Stored data:
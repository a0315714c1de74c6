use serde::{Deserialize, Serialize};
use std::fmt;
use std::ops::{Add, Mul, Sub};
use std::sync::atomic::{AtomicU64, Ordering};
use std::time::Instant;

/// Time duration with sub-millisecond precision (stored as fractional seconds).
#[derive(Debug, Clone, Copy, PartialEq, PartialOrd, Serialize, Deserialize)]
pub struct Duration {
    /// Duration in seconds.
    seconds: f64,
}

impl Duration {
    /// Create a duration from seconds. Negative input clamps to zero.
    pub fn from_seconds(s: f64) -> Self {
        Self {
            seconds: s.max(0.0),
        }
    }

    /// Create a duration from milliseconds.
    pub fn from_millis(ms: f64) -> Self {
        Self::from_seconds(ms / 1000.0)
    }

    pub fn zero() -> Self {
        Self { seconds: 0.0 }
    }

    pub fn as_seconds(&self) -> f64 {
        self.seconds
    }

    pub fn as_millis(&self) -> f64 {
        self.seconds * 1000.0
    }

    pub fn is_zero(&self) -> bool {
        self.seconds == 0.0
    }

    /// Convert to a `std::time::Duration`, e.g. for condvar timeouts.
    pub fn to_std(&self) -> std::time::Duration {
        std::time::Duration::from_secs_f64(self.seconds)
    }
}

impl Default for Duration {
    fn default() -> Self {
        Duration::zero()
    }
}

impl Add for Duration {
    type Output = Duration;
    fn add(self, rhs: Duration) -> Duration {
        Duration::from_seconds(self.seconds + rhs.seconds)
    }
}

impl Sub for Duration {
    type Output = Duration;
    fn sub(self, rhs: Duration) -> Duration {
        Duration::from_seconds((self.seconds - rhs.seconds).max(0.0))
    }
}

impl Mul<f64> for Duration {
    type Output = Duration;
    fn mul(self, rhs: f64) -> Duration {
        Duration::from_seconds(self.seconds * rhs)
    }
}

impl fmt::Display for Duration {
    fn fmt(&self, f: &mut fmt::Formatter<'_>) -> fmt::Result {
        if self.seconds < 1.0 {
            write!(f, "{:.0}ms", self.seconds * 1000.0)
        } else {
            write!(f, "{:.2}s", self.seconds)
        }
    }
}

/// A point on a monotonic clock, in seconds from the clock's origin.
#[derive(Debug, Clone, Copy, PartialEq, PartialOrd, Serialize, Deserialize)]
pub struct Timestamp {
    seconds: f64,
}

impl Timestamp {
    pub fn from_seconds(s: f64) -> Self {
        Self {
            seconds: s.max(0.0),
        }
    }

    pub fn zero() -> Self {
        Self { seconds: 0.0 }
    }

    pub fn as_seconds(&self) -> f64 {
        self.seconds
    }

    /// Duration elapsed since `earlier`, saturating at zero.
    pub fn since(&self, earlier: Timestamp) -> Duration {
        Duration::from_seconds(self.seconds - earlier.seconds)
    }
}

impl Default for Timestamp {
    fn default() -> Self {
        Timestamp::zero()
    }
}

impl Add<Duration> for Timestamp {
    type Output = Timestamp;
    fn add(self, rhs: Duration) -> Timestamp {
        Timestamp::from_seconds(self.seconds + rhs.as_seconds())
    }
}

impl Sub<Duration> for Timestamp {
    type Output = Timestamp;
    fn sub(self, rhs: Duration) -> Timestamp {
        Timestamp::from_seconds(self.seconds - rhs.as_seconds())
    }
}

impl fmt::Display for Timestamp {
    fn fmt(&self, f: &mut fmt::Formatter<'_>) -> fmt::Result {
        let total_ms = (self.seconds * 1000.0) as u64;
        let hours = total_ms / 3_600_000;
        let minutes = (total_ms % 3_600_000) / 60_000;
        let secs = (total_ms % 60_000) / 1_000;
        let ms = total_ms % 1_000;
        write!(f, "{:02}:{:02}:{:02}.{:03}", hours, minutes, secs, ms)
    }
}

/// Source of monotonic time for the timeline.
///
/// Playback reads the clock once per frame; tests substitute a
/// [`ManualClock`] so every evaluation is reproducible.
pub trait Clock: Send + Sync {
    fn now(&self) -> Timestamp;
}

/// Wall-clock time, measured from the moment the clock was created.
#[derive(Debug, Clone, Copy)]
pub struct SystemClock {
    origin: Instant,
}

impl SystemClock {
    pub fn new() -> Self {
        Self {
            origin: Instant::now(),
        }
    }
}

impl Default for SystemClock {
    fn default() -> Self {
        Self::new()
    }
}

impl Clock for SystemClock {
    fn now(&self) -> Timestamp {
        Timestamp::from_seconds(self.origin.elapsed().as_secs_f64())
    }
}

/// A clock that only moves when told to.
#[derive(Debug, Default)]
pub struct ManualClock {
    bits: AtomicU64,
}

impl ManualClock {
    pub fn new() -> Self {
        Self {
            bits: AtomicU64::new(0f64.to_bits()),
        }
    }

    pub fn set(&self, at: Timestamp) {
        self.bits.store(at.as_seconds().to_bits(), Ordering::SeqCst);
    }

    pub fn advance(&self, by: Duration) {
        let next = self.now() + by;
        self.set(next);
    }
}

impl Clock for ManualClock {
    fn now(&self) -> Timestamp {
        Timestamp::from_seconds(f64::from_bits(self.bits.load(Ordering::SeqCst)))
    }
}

:: WORK ORDER ::
If a line in the records contains the word "since", copy it out.

:: TASK RESPONSE ::
    /// Duration elapsed since `earlier`, saturating at zero.
    pub fn since(&self, earlier: Timestamp) -> Duration {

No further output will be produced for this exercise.